Pull every line with "return" from the data.

(Dataset begins)

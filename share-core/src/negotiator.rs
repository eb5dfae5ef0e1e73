//! Transfer negotiation: pick a source peer for a destination and establish (or
//! resume) the destination-side session.
//!
//! Negotiation is split so the host can do network I/O between the steps:
//! `begin` validates the request and orders candidates, `conclude` binds a
//! session to the candidate being dialed, `abandon` cleans up when every
//! candidate failed. The session stays `negotiating` (or `paused`) until the
//! host calls `activate` after the source accepted.

use tracing::debug;

use crate::config::Config;
use crate::error::{P2pError, Result};
use crate::identity::{FileRef, PeerId};
use crate::integrity::FingerprintHasher;
use crate::registry::{PeerInfo, SourceDirectory};
use crate::session::{FailureReason, Role, SessionStatus, SessionTable, SharedSession, TransferSession};
use crate::store::ChunkStore;

/// An in-progress negotiation.
#[derive(Debug)]
pub struct Negotiation {
    destination: PeerId,
    file: FileRef,
    offset: u64,
    candidates: Vec<PeerInfo>,
    session: Option<SharedSession>,
    created: bool,
}

impl Negotiation {
    /// Sources to try, in order.
    pub fn candidates(&self) -> &[PeerInfo] {
        &self.candidates
    }

    /// Offset the transfer (re)starts from.
    pub fn offset(&self) -> u64 {
        self.offset
    }

    /// Whether an existing paused session is being resumed.
    pub fn is_resume(&self) -> bool {
        self.session.is_some() && !self.created
    }
}

pub struct Negotiator<'a> {
    sessions: &'a SessionTable,
    store: &'a dyn ChunkStore,
    config: &'a Config,
}

impl<'a> Negotiator<'a> {
    pub fn new(sessions: &'a SessionTable, store: &'a dyn ChunkStore, config: &'a Config) -> Self {
        Self {
            sessions,
            store,
            config,
        }
    }

    /// Validate a request for `file` at `resume_offset` and order candidate sources.
    pub fn begin(
        &self,
        directory: &dyn SourceDirectory,
        destination: PeerId,
        file: &FileRef,
        resume_offset: u64,
    ) -> Result<Negotiation> {
        let mut resume: Option<(SharedSession, PeerId)> = None;
        if let Some(shared) = self.sessions.find(Role::Destination, destination, &file.id) {
            let (id, status, acked, source, same_file) = {
                let s = shared.lock();
                (s.id(), s.status(), s.acked(), s.source_peer(), s.file() == file)
            };
            match status {
                s if s.is_terminal() => {
                    self.sessions.remove(&id);
                }
                SessionStatus::Paused if same_file && resume_offset == acked => {
                    resume = Some((shared, source));
                }
                SessionStatus::Paused if same_file && resume_offset < acked => {
                    // Restart from an earlier offset: retire the old session.
                    debug!(session = %id, from = acked, to = resume_offset, "retiring session for earlier resume");
                    self.sessions.remove(&id);
                    shared.lock().fail(FailureReason::Cancelled);
                }
                SessionStatus::Paused if same_file => {
                    return Err(P2pError::InvalidResume {
                        offset: resume_offset,
                        limit: acked,
                    });
                }
                _ => return Err(P2pError::SessionAlreadyActive(file.id.clone())),
            }
        }

        let mut candidates: Vec<PeerInfo> = directory
            .find_servers(file)
            .into_iter()
            .filter(|p| p.peer_id != destination)
            .collect();

        if let Some((shared, source)) = resume {
            if directory.is_live(&source) {
                if let Some(pos) = candidates.iter().position(|p| p.peer_id == source) {
                    let current = candidates.remove(pos);
                    candidates.insert(0, current);
                }
            } else {
                debug!(peer = %source, file = %file.id, "previous source gone, reselecting");
            }
            if candidates.is_empty() {
                return Err(P2pError::NoSourceAvailable(file.id.clone()));
            }
            return Ok(Negotiation {
                destination,
                file: file.clone(),
                offset: resume_offset,
                candidates,
                session: Some(shared),
                created: false,
            });
        }

        if resume_offset > file.size {
            return Err(P2pError::InvalidResume {
                offset: resume_offset,
                limit: file.size,
            });
        }
        if resume_offset > 0 {
            let held = self.store.partial_len(file);
            if resume_offset > held {
                return Err(P2pError::InvalidResume {
                    offset: resume_offset,
                    limit: held,
                });
            }
        }
        if candidates.is_empty() {
            return Err(P2pError::NoSourceAvailable(file.id.clone()));
        }
        Ok(Negotiation {
            destination,
            file: file.clone(),
            offset: resume_offset,
            candidates,
            session: None,
            created: false,
        })
    }

    /// Bind the negotiation's session to `chosen`, creating it on first use.
    pub fn conclude(&self, negotiation: &mut Negotiation, chosen: &PeerInfo) -> Result<SharedSession> {
        if let Some(shared) = &negotiation.session {
            shared.lock().rebind_source(chosen.peer_id);
            return Ok(shared.clone());
        }
        let hasher = self.seed_hasher(&negotiation.file, negotiation.offset)?;
        let session = TransferSession::destination(
            negotiation.file.clone(),
            chosen.peer_id,
            negotiation.destination,
            negotiation.offset,
            self.config.chunk_size(),
            self.config.retry_limit,
            hasher,
        );
        let shared = self.sessions.insert(session)?;
        negotiation.session = Some(shared.clone());
        negotiation.created = true;
        Ok(shared)
    }

    /// Every candidate failed. A session created by this negotiation is dropped; a
    /// resumed one is left paused for the caller's retry policy.
    pub fn abandon(&self, negotiation: Negotiation) -> P2pError {
        if let (true, Some(shared)) = (negotiation.created, &negotiation.session) {
            let id = shared.lock().id();
            self.sessions.remove(&id);
            shared.lock().fail(FailureReason::Cancelled);
        }
        P2pError::NoSourceAvailable(negotiation.file.id)
    }

    /// Full negotiation with a synchronous handshake: try candidates in order until
    /// one accepts, then activate the session.
    pub fn negotiate<F>(
        &self,
        directory: &dyn SourceDirectory,
        destination: PeerId,
        file: &FileRef,
        resume_offset: u64,
        mut handshake: F,
    ) -> Result<SharedSession>
    where
        F: FnMut(&PeerInfo, u64) -> Result<()>,
    {
        let mut negotiation = self.begin(directory, destination, file, resume_offset)?;
        let candidates = negotiation.candidates().to_vec();
        for candidate in &candidates {
            let shared = self.conclude(&mut negotiation, candidate)?;
            match handshake(candidate, negotiation.offset) {
                Ok(()) => {
                    shared.lock().activate();
                    return Ok(shared);
                }
                Err(e) => {
                    debug!(peer = %candidate.peer_id, error = %e, "candidate failed, trying next");
                }
            }
        }
        Err(self.abandon(negotiation))
    }

    /// Running fingerprint over the partial content already held below `offset`.
    fn seed_hasher(&self, file: &FileRef, offset: u64) -> Result<FingerprintHasher> {
        let mut hasher = FingerprintHasher::new();
        let step = self.config.chunk_size();
        let mut pos = 0;
        while pos < offset {
            let len = step.min(offset - pos);
            hasher.update(&self.store.read_partial(file, pos, len)?);
            pos += len;
        }
        Ok(hasher)
    }
}

#[cfg(test)]
mod tests {
    use super::*;
    use crate::registry::PeerRegistry;
    use crate::store::MemoryStore;
    use std::net::SocketAddr;

    struct Fixture {
        registry: PeerRegistry,
        sessions: SessionTable,
        store: MemoryStore,
        config: Config,
        me: PeerId,
    }

    fn addr(port: u16) -> SocketAddr {
        SocketAddr::from(([127, 0, 0, 1], port))
    }

    impl Fixture {
        fn new() -> Self {
            Self {
                registry: PeerRegistry::new(),
                sessions: SessionTable::new(),
                store: MemoryStore::new(),
                config: Config {
                    chunk_size: 4096,
                    ..Config::default()
                },
                me: PeerId::generate(&addr(1)),
            }
        }

        fn negotiator(&self) -> Negotiator<'_> {
            Negotiator::new(&self.sessions, &self.store, &self.config)
        }

        fn source(&self, port: u16, file: &FileRef) -> PeerId {
            let id = PeerId::generate(&addr(port));
            self.registry.register(id, addr(port)).unwrap();
            self.registry.offer(&id, file.clone());
            id
        }
    }

    fn file() -> FileRef {
        FileRef::from_content("f1", &vec![3u8; 10_000])
    }

    #[test]
    fn no_servers_is_no_source_available() {
        let fx = Fixture::new();
        let err = fx
            .negotiator()
            .begin(&fx.registry, fx.me, &file(), 0)
            .unwrap_err();
        assert_eq!(err, P2pError::NoSourceAvailable("f1".into()));
    }

    #[test]
    fn destination_is_never_its_own_candidate() {
        let fx = Fixture::new();
        let f = file();
        fx.registry.register(fx.me, addr(1)).unwrap();
        fx.registry.offer(&fx.me, f.clone());
        assert!(fx.negotiator().begin(&fx.registry, fx.me, &f, 0).is_err());
    }

    #[test]
    fn failed_candidate_falls_through() {
        let fx = Fixture::new();
        let f = file();
        let a = fx.source(2, &f);
        let b = fx.source(3, &f);
        let mut tried = Vec::new();
        let shared = fx
            .negotiator()
            .negotiate(&fx.registry, fx.me, &f, 0, |peer, _| {
                tried.push(peer.peer_id);
                if peer.peer_id == b {
                    Err(P2pError::NoSourceAvailable("f1".into()))
                } else {
                    Ok(())
                }
            })
            .unwrap();
        // b registered last, so it is tried first.
        assert_eq!(tried, vec![b, a]);
        let s = shared.lock();
        assert_eq!(s.source_peer(), a);
        assert_eq!(s.status(), SessionStatus::Active);
        assert_eq!(fx.sessions.len(), 1);
    }

    #[test]
    fn exhausted_candidates_leave_no_session() {
        let fx = Fixture::new();
        let f = file();
        fx.source(2, &f);
        fx.source(3, &f);
        let err = fx
            .negotiator()
            .negotiate(&fx.registry, fx.me, &f, 0, |_, _| {
                Err(P2pError::NoSourceAvailable("f1".into()))
            })
            .unwrap_err();
        assert_eq!(err, P2pError::NoSourceAvailable("f1".into()));
        assert!(fx.sessions.is_empty());
    }

    #[test]
    fn active_session_rejects_duplicate_request() {
        let fx = Fixture::new();
        let f = file();
        fx.source(2, &f);
        fx.negotiator()
            .negotiate(&fx.registry, fx.me, &f, 0, |_, _| Ok(()))
            .unwrap();
        assert_eq!(
            fx.negotiator().begin(&fx.registry, fx.me, &f, 0).unwrap_err(),
            P2pError::SessionAlreadyActive("f1".into())
        );
    }

    #[test]
    fn paused_session_resumes_with_same_source_first() {
        let fx = Fixture::new();
        let f = file();
        let a = fx.source(2, &f);
        let first = fx
            .negotiator()
            .negotiate(&fx.registry, fx.me, &f, 0, |_, _| Ok(()))
            .unwrap();
        fx.source(3, &f);
        assert!(first.lock().pause());

        let again = fx
            .negotiator()
            .negotiate(&fx.registry, fx.me, &f, 0, |peer, offset| {
                assert_eq!(peer.peer_id, a);
                assert_eq!(offset, 0);
                Ok(())
            })
            .unwrap();
        assert!(std::sync::Arc::ptr_eq(&first, &again));
        assert_eq!(again.lock().status(), SessionStatus::Active);
    }

    #[test]
    fn paused_session_reselects_when_source_gone() {
        let fx = Fixture::new();
        let f = file();
        let a = fx.source(2, &f);
        let first = fx
            .negotiator()
            .negotiate(&fx.registry, fx.me, &f, 0, |_, _| Ok(()))
            .unwrap();
        first.lock().pause();
        fx.registry.unregister(&a);
        let b = fx.source(3, &f);

        let again = fx
            .negotiator()
            .negotiate(&fx.registry, fx.me, &f, 0, |_, _| Ok(()))
            .unwrap();
        assert!(std::sync::Arc::ptr_eq(&first, &again));
        assert_eq!(again.lock().source_peer(), b);
    }

    #[test]
    fn resume_beyond_acked_is_invalid() {
        let fx = Fixture::new();
        let f = file();
        fx.source(2, &f);
        let first = fx
            .negotiator()
            .negotiate(&fx.registry, fx.me, &f, 0, |_, _| Ok(()))
            .unwrap();
        first.lock().pause();
        assert_eq!(
            fx.negotiator().begin(&fx.registry, fx.me, &f, 4096).unwrap_err(),
            P2pError::InvalidResume {
                offset: 4096,
                limit: 0
            }
        );
    }

    #[test]
    fn fresh_resume_seeds_fingerprint_from_partial() {
        let fx = Fixture::new();
        let data: Vec<u8> = (0..10_000u32).map(|i| (i % 7) as u8).collect();
        let f = FileRef::from_content("f1", &data);
        fx.source(2, &f);
        fx.store.write_range(&f, 0, &data[..4096]).unwrap();

        assert!(matches!(
            fx.negotiator().begin(&fx.registry, fx.me, &f, 8192),
            Err(P2pError::InvalidResume { limit: 4096, .. })
        ));

        let shared = fx
            .negotiator()
            .negotiate(&fx.registry, fx.me, &f, 4096, |_, offset| {
                assert_eq!(offset, 4096);
                Ok(())
            })
            .unwrap();
        let mut s = shared.lock();
        assert_eq!(s.acked(), 4096);
        while let crate::session::Pull::Range(range) = s.pull().unwrap() {
            let chunk = crate::chunk::Chunk::new(
                range.offset,
                data[range.offset as usize..range.end() as usize].to_vec(),
            );
            s.receive(&chunk).unwrap();
            s.ack(chunk.end()).unwrap();
        }
        s.finish().unwrap();
    }

    #[test]
    fn earlier_resume_retires_paused_session() {
        let fx = Fixture::new();
        let f = file();
        fx.source(2, &f);
        let first = fx
            .negotiator()
            .negotiate(&fx.registry, fx.me, &f, 0, |_, _| Ok(()))
            .unwrap();
        {
            let mut s = first.lock();
            s.receive(&crate::chunk::Chunk::new(0, vec![3u8; 4096])).unwrap();
            s.ack(4096).unwrap();
            s.pause();
        }
        let again = fx
            .negotiator()
            .negotiate(&fx.registry, fx.me, &f, 0, |_, _| Ok(()))
            .unwrap();
        assert!(!std::sync::Arc::ptr_eq(&first, &again));
        assert_eq!(
            first.lock().status(),
            SessionStatus::Failed(FailureReason::Cancelled)
        );
        assert_eq!(again.lock().acked(), 0);
        assert_eq!(fx.sessions.len(), 1);
    }
}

(Dataset ends)

▶ _Solution to the problem_
                    return Err(P2pError::InvalidResume {
                _ => return Err(P2pError::SessionAlreadyActive(file.id.clone())),
                return Err(P2pError::NoSourceAvailable(file.id.clone()));
            return Ok(Negotiation {
            return Err(P2pError::InvalidResume {
                return Err(P2pError::InvalidResume {
            return Err(P2pError::NoSourceAvailable(file.id.clone()));
            return Ok(shared.clone());
                    return Ok(shared);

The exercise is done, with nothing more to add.